Reproduce the entries below exactly, but only from the line containing "tx.send((path, result)).unwrap();" to the line containing "use std::ffi::OsStr;", inclusive.

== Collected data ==
+++++
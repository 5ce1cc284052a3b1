//! 掩码轮廓在原扫描切片上的叠加渲染.

use super::{MaskSlice, ScanSlice};
use crate::consts::rgb;
use crate::CtWindow;
use image::{Rgb, RgbImage};

/// 轮廓叠加图: 原扫描切片的灰度渲染 + 掩码边缘的红色轮廓.
///
/// 两个切片均为借用视图, 该结构自身不持有像素数据.
pub struct ContourOverlay<'a> {
    scan: ScanSlice<'a>,
    mask: MaskSlice<'a>,
    window: CtWindow,
}

impl<'a> ContourOverlay<'a> {
    /// 以默认的肺窗创建叠加图.
    ///
    /// 若 `scan` 与 `mask` 形状不一致, 则程序 panic.
    pub fn new(scan: ScanSlice<'a>, mask: MaskSlice<'a>) -> Self {
        assert_eq!(scan.shape(), mask.shape(), "扫描切片和掩码切片形状不一致");
        Self {
            scan,
            mask,
            window: CtWindow::from_lung_visual(),
        }
    }

    /// 替换灰度渲染所用的 CT 窗.
    #[inline]
    pub fn with_window(mut self, window: CtWindow) -> Self {
        self.window = window;
        self
    }

    /// 渲染叠加图.
    ///
    /// 扫描 HU 值经 CT 窗映射为灰度; 掩码边缘像素 (0.5 等值线经过的前景像素,
    /// 见 [`MaskSlice::is_boundary`]) 覆盖为红色.
    ///
    /// # Panic
    ///
    /// 扫描切片中出现非有穷 HU 值时 panic.
    pub fn render(&self) -> RgbImage {
        let (height, width) = self.scan.shape();
        let mut buf = RgbImage::new(width as u32, height as u32);
        for ((h, w), &hu) in self.scan.indexed_iter() {
            let pix = if self.mask.is_boundary((h, w)) {
                rgb::CONTOUR
            } else {
                let gray = self.window.eval(hu).unwrap();
                [gray, gray, gray]
            };
            buf.put_pixel(w as u32, h as u32, Rgb(pix));
        }
        buf
    }
}
//! 肺部分割核心算法.
//!
//! 流水线: 全局 Otsu 阈值 -> 二值化 -> 钻石连通域标记 -> 最大连通域选取
//! -> 掩码重建. 每一步均为输入的纯函数, 产出新值, 不修改任何先前阶段的产物.
//! [`segment_lungs`] 将 2-6 步组合为单次调用.

use crate::data::slice::MaskSlice;
use crate::{CtVolume, NiftiHeaderAttr};
use ndarray::{Array3, ArrayView, ArrayView3, Axis, Ix3};

mod label;
mod threshold;

pub use label::{LabelMap, RegionRecord};
pub use threshold::otsu_threshold;

cfg_if::cfg_if! {
    if #[cfg(feature = "rayon")] {
        use ndarray::Zip;
    }
}

/// 分割的运行时错误.
#[derive(Copy, Clone, Debug, Eq, PartialEq)]
pub enum SegmentError {
    /// 扫描强度分布退化 (全部体素同值或为空), 无法计算前景/背景分界.
    ///
    /// 该情况被定义为错误而非退化阈值, 上层应跳过该文件.
    InsufficientVariation,

    /// 二值化后不存在任何前景连通域, 没有可渲染的对象.
    NoForegroundRegion,
}

/// 对扫描应用阈值, 返回前景掩码.
///
/// 体素为前景当且仅当其强度 **严格大于** `threshold`;
/// 强度恰好等于阈值的体素算背景. 纯函数, 对体素个数线性.
pub fn foreground_mask(data: ArrayView3<f32>, threshold: f32) -> Array3<bool> {
    #[cfg(feature = "rayon")]
    {
        let mut mask = Array3::from_elem(data.dim(), false);
        Zip::from(&mut mask)
            .and(data)
            .par_for_each(|m, &v| *m = v > threshold);
        mask
    }
    #[cfg(not(feature = "rayon"))]
    {
        data.mapv(|v| v > threshold)
    }
}

/// 一次扫描的分割结果: 阈值, 获胜连通域的元信息, 以及只含该连通域的掩码.
#[derive(Debug, Clone)]
pub struct LungSegmentation {
    threshold: f32,
    region: RegionRecord,
    mask: Array3<bool>,
}

impl LungSegmentation {
    /// 本次分割使用的全局 Otsu 阈值.
    #[inline]
    pub fn threshold(&self) -> f32 {
        self.threshold
    }

    /// 获胜 (最大) 连通域的元信息.
    #[inline]
    pub fn region(&self) -> RegionRecord {
        self.region
    }

    /// 最终掩码中前景体素的个数. 等于 `self.region().area`.
    #[inline]
    pub fn voxel_count(&self) -> usize {
        self.region.area
    }

    /// 获得最终掩码的一份不可变 shallow copy.
    #[inline]
    pub fn mask(&self) -> ArrayView<'_, bool, Ix3> {
        self.mask.view()
    }

    /// 获取掩码 z 空间的第 `z_index` 层切片视图.
    ///
    /// 当 `z_index` 越界时 panic.
    #[inline]
    pub fn slice_at(&self, z_index: usize) -> MaskSlice<'_> {
        MaskSlice::new(self.mask.index_axis(Axis(0), z_index))
    }

    /// 获取能按升序迭代掩码水平切片的迭代器.
    #[inline]
    pub fn slice_iter(&self) -> impl ExactSizeIterator<Item = MaskSlice> {
        self.mask.axis_iter(Axis(0)).map(MaskSlice::new)
    }

    /// 选出切片内前景面积最大的水平切片索引. 面积相同取较小索引.
    ///
    /// 渲染端是 2D 的, 而掩码是 3D 的, 由调用方显式选定切片;
    /// 该函数给出一个确定性的默认选择.
    pub fn best_slice(&self) -> usize {
        let mut best_z = 0usize;
        let mut best_area = 0usize;
        for (z, sli) in self.slice_iter().enumerate() {
            let area = sli.count();
            if area > best_area {
                best_area = area;
                best_z = z;
            }
        }
        best_z
    }
}

/// 对一个 3D 扫描运行完整分割流水线.
///
/// 依次执行: Otsu 阈值 -> 二值化 (严格大于) -> 6-邻域连通域标记 ->
/// 最大连通域选取 (面积相同取较小 label) -> 掩码重建.
/// 对固定输入, 重复运行的结果逐位相同.
///
/// # 错误
///
/// 1. 强度分布退化时返回 [`SegmentError::InsufficientVariation`];
/// 2. 不存在前景连通域时返回 [`SegmentError::NoForegroundRegion`].
pub fn segment_lungs(volume: &CtVolume) -> Result<LungSegmentation, SegmentError> {
    debug_assert_ne!(volume.size(), 0);

    let threshold = otsu_threshold(volume.data())?;
    let mask = foreground_mask(volume.data(), threshold);
    let labels = LabelMap::from_mask(mask.view());
    let region = labels
        .largest_region()
        .ok_or(SegmentError::NoForegroundRegion)?;
    let mask = labels.mask_of(region.label);

    Ok(LungSegmentation {
        threshold,
        region,
        mask,
    })
}

#[cfg(test)]
mod tests {
    use super::*;
    use ndarray::Array3;

    /// 4x4x4 背景 0, 内嵌 2x2x2 强度 100 立方体.
    fn cube_volume() -> CtVolume {
        let mut data = Array3::<f32>::zeros((4, 4, 4));
        for z in 1..3 {
            for h in 1..3 {
                for w in 1..3 {
                    data[(z, h, w)] = 100.0;
                }
            }
        }
        CtVolume::fake(data, [1.0, 1.0, 1.0])
    }

    #[test]
    fn test_cube_end_to_end() {
        let vol = cube_volume();
        let seg = segment_lungs(&vol).unwrap();

        // 阈值必须严格落在两个强度之间.
        assert!(seg.threshold() > 0.0);
        assert!(seg.threshold() < 100.0);

        // 唯一连通域, 标号 1, 恰好 8 个体素.
        assert_eq!(seg.region(), RegionRecord { label: 1, area: 8 });
        assert_eq!(seg.voxel_count(), 8);

        // 最终掩码与立方体逐体素一致.
        for (pos, &fg) in seg.mask().indexed_iter() {
            let (z, h, w) = pos;
            let inside = (1..3).contains(&z) && (1..3).contains(&h) && (1..3).contains(&w);
            assert_eq!(fg, inside, "位置 {pos:?}");
        }

        // 掩码包含性: 最终掩码 ⊆ 二值化掩码.
        let binary = foreground_mask(vol.data(), seg.threshold());
        for (pos, &fg) in seg.mask().indexed_iter() {
            if fg {
                assert!(binary[pos]);
            }
        }

        // 最佳渲染切片是立方体经过的切片之一.
        assert_eq!(seg.best_slice(), 1);
        assert_eq!(seg.slice_at(1).count(), 4);
    }

    #[test]
    fn test_uniform_volume_is_insufficient_variation() {
        let vol = CtVolume::fake(Array3::from_elem((3, 3, 3), 42.0), [1.0, 1.0, 1.0]);
        assert_eq!(
            segment_lungs(&vol).unwrap_err(),
            SegmentError::InsufficientVariation
        );
    }

    #[test]
    fn test_threshold_boundary_is_background() {
        let mut data = Array3::<f32>::zeros((1, 1, 3));
        data[(0, 0, 0)] = 50.0;
        data[(0, 0, 1)] = 100.0;
        let mask = foreground_mask(data.view(), 50.0);

        // 恰好等于阈值 -> 背景.
        assert!(!mask[(0, 0, 0)]);
        assert!(mask[(0, 0, 1)]);
        assert!(!mask[(0, 0, 2)]);
    }

    #[test]
    fn test_determinism_repeated_runs() {
        let vol = cube_volume();
        let first = segment_lungs(&vol).unwrap();
        for _ in 0..3 {
            let again = segment_lungs(&vol).unwrap();
            assert_eq!(again.threshold(), first.threshold());
            assert_eq!(again.region(), first.region());
            assert_eq!(again.mask(), first.mask());
        }
    }

    #[test]
    fn test_determinism_across_threads() {
        // 扫描之间没有共享可变状态, 并发处理不得影响结果.
        use std::sync::mpsc;

        let vol = cube_volume();
        let expect = segment_lungs(&vol).unwrap();

        let pool = threadpool::ThreadPool::new(num_cpus::get().max(2));
        let (tx, rx) = mpsc::channel();
        for _ in 0..8 {
            let vol = vol.clone();
            let tx = tx.clone();
            pool.execute(move || {
                tx.send(segment_lungs(&vol).unwrap()).unwrap();
            });
        }
        drop(tx);

        for seg in rx {
            assert_eq!(seg.threshold(), expect.threshold());
            assert_eq!(seg.region(), expect.region());
            assert_eq!(seg.mask(), expect.mask());
        }
    }

    #[test]
    fn test_largest_region_wins() {
        // 两个分离亮块: 3 体素条 vs 1 体素点.
        let mut data = Array3::<f32>::zeros((1, 3, 5));
        for w in 0..3 {
            data[(0, 0, w)] = 200.0;
        }
        data[(0, 2, 4)] = 200.0;
        let vol = CtVolume::fake(data, [1.0, 1.0, 1.0]);

        let seg = segment_lungs(&vol).unwrap();
        assert_eq!(seg.voxel_count(), 3);
        assert!(seg.mask()[(0, 0, 0)]);
        assert!(!seg.mask()[(0, 2, 4)]);
    }
}
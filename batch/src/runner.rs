//! 程序运行函数.
//!
//! 每个文件是一个独立任务: 载入 -> 分割 -> 选切片 -> 叠加渲染 -> 保存.
//! 任务之间没有共享可变状态, 由固定大小的线程池并发执行;
//! 单个文件失败只记录并跳过, 不影响其余文件.

use crate::config::Config;
use log::{error, info, warn};
use lung_berry::prelude::*;
use std::fmt;
use std::fs;
use std::path::{Path, PathBuf};
use std::sync::mpsc;
use threadpool::ThreadPool;

/// 单文件失败分类.
#[derive(Debug)]
pub enum FileFailure {
    /// 扫描不可读, 内容损坏或含非有穷强度值.
    Load(VolumeLoadError),

    /// 分割无法给出结果.
    Segment(SegmentError),

    /// 轮廓图写入失败.
    Sink(String),
}

impl FileFailure {
    /// 失败类别的简短标识, 用于日志.
    pub fn kind(&self) -> &'static str {
        match self {
            Self::Load(_) => "load",
            Self::Segment(_) => "segment",
            Self::Sink(_) => "sink",
        }
    }
}

impl fmt::Display for FileFailure {
    fn fmt(&self, f: &mut fmt::Formatter<'_>) -> fmt::Result {
        match self {
            Self::Load(VolumeLoadError::Nifti(e)) => write!(f, "扫描载入失败: {e}"),
            Self::Load(VolumeLoadError::NonFiniteIntensity) => {
                write!(f, "扫描包含非有穷强度值")
            }
            Self::Segment(SegmentError::InsufficientVariation) => {
                write!(f, "强度分布退化, 无法阈值化")
            }
            Self::Segment(SegmentError::NoForegroundRegion) => {
                write!(f, "不存在前景连通域")
            }
            Self::Sink(e) => write!(f, "轮廓图写入失败: {e}"),
        }
    }
}

/// 批处理总结.
#[derive(Debug, Default)]
pub struct BatchSummary {
    /// 成功渲染的文件个数.
    pub rendered: usize,

    /// 因失败而跳过的文件个数.
    pub skipped: usize,
}

impl fmt::Display for BatchSummary {
    fn fmt(&self, f: &mut fmt::Formatter<'_>) -> fmt::Result {
        write!(
            f,
            "共渲染 {} 个轮廓图, 跳过 {} 个文件",
            self.rendered, self.skipped,
        )
    }
}

/// 实际运行.
///
/// 空批 (目录下没有 nii.gz 文件) 是无操作, 不是错误.
pub fn run(cfg: &Config) -> BatchSummary {
    let files = match dataset::nii_gz_files(&cfg.input_dir) {
        Ok(files) => files,
        Err(e) => {
            error!("输入目录 {} 不可读: {e}", cfg.input_dir.display());
            return BatchSummary::default();
        }
    };
    if files.is_empty() {
        info!(
            "输入目录 {} 下没有 nii.gz 文件, 无事可做",
            cfg.input_dir.display(),
        );
        return BatchSummary::default();
    }
    if let Err(e) = fs::create_dir_all(&cfg.output_dir) {
        error!("无法创建输出目录 {}: {e}", cfg.output_dir.display());
        return BatchSummary::default();
    }

    let pool = ThreadPool::new(cfg.jobs.max(1));
    let (tx, rx) = mpsc::channel();
    for path in files {
        let tx = tx.clone();
        let out_dir = cfg.output_dir.clone();
        pool.execute(move || {
            let result = process_one(&path, &out_dir);
            // 接收端活得比线程池长, send 不会失败.
            tx.send((path, result)).unwrap();
        });
    }
    drop(tx);

    let mut summary = BatchSummary::default();
    for (path, result) in rx {
        match result {
            Ok(out) => {
                summary.rendered += 1;
                info!("{} -> {}", path.display(), out.display());
            }
            Err(e) => {
                summary.skipped += 1;
                warn!("跳过 {} ({}): {e}", path.display(), e.kind());
            }
        }
    }
    summary
}

/// 对单个扫描运行完整流水线, 返回输出文件路径.
fn process_one(path: &Path, out_dir: &Path) -> Result<PathBuf, FileFailure> {
    let volume = CtVolume::open(path).map_err(FileFailure::Load)?;
    let seg = segment_lungs(&volume).map_err(FileFailure::Segment)?;

    let z = seg.best_slice();
    info!(
        "{}: 阈值 {:.2}, 最大连通域 {} 体素, 渲染切片 {z}",
        path.display(),
        seg.threshold(),
        seg.voxel_count(),
    );

    let overlay = ContourOverlay::new(volume.slice_at(z), seg.slice_at(z));
    let out = out_dir.join(output_name(path));
    if let Err(e) = overlay.save(&out) {
        // 不给失败的文件留下部分写入的输出.
        let _ = fs::remove_file(&out);
        return Err(FileFailure::Sink(e.to_string()));
    }
    Ok(out)
}
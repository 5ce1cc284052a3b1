//! 数据集操作.
//!
//! 提供目录枚举和确定性的输出文件命名. 扫描的实际载入由调用方按文件
//! 逐个进行, 以便与逐文件的失败隔离策略配合.

use crate::consts::{NII_GZ_SUFFIX, OUTPUT_PREFIX};
use std::ffi::OsStr;
use std::path::{Path, PathBuf};
use std::{fs, io};

/// 获取 `{用户主目录}/dataset` 目录.
pub fn home_dataset_dir() -> Option<PathBuf> {
    let mut ans = dirs::home_dir()?;
    ans.push("dataset");
    Some(ans)
}

/// 获取 `{用户主目录}/dataset` 目录下给定后继项组成的全路径.
pub fn home_dataset_dir_with<P: AsRef<Path>, I: IntoIterator<Item = P>>(it: I) -> Option<PathBuf> {
    let mut ans = home_dataset_dir()?;
    ans.extend(it);
    Some(ans)
}

/// 判断 `path` 是否以压缩 nifti 后缀结尾.
#[inline]
pub fn is_nii_gz<P: AsRef<Path>>(path: P) -> bool {
    path.as_ref()
        .file_name()
        .and_then(OsStr::to_str)
        .is_some_and(|name| name.ends_with(NII_GZ_SUFFIX))
}

/// 枚举 `dir` 下的全部压缩 nifti 文件, 按文件名升序排列
/// (保证批处理顺序可复现).
///
/// `dir` 不可读时返回 `Err`. 目录为空时返回空 `Vec`, 不是错误.
pub fn nii_gz_files<P: AsRef<Path>>(dir: P) -> io::Result<Vec<PathBuf>> {
    let mut files: Vec<PathBuf> = fs::read_dir(dir)?
        .filter_map(|entry| entry.ok().map(|e| e.path()))
        .filter(|path| is_nii_gz(path))
        .collect();
    files.sort();
    Ok(files)
}

/// 由输入文件身份确定性地导出输出轮廓图文件名:
/// 去掉 `.nii.gz` 后缀, 加 [`OUTPUT_PREFIX`] 前缀和 `.png` 后缀.
pub fn output_name<P: AsRef<Path>>(input: P) -> String {
    let name = input
        .as_ref()
        .file_name()
        .and_then(OsStr::to_str)
        .unwrap_or_default();
    let stem = name.strip_suffix(NII_GZ_SUFFIX).unwrap_or(name);
    format!("{OUTPUT_PREFIX}{stem}.png")
}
+++++
== Completed task ==
            tx.send((path, result)).unwrap();
        });
    }
    drop(tx);

    let mut summary = BatchSummary::default();
    for (path, result) in rx {
        match result {
            Ok(out) => {
                summary.rendered += 1;
                info!("{} -> {}", path.display(), out.display());
            }
            Err(e) => {
                summary.skipped += 1;
                warn!("跳过 {} ({}): {e}", path.display(), e.kind());
            }
        }
    }
    summary
}

/// 对单个扫描运行完整流水线, 返回输出文件路径.
fn process_one(path: &Path, out_dir: &Path) -> Result<PathBuf, FileFailure> {
    let volume = CtVolume::open(path).map_err(FileFailure::Load)?;
    let seg = segment_lungs(&volume).map_err(FileFailure::Segment)?;

    let z = seg.best_slice();
    info!(
        "{}: 阈值 {:.2}, 最大连通域 {} 体素, 渲染切片 {z}",
        path.display(),
        seg.threshold(),
        seg.voxel_count(),
    );

    let overlay = ContourOverlay::new(volume.slice_at(z), seg.slice_at(z));
    let out = out_dir.join(output_name(path));
    if let Err(e) = overlay.save(&out) {
        // 不给失败的文件留下部分写入的输出.
        let _ = fs::remove_file(&out);
        return Err(FileFailure::Sink(e.to_string()));
    }
    Ok(out)
}
repository 5ce1cc284052a3b1
//! 数据集操作.
//!
//! 提供目录枚举和确定性的输出文件命名. 扫描的实际载入由调用方按文件
//! 逐个进行, 以便与逐文件的失败隔离策略配合.

use crate::consts::{NII_GZ_SUFFIX, OUTPUT_PREFIX};
use std::ffi::OsStr;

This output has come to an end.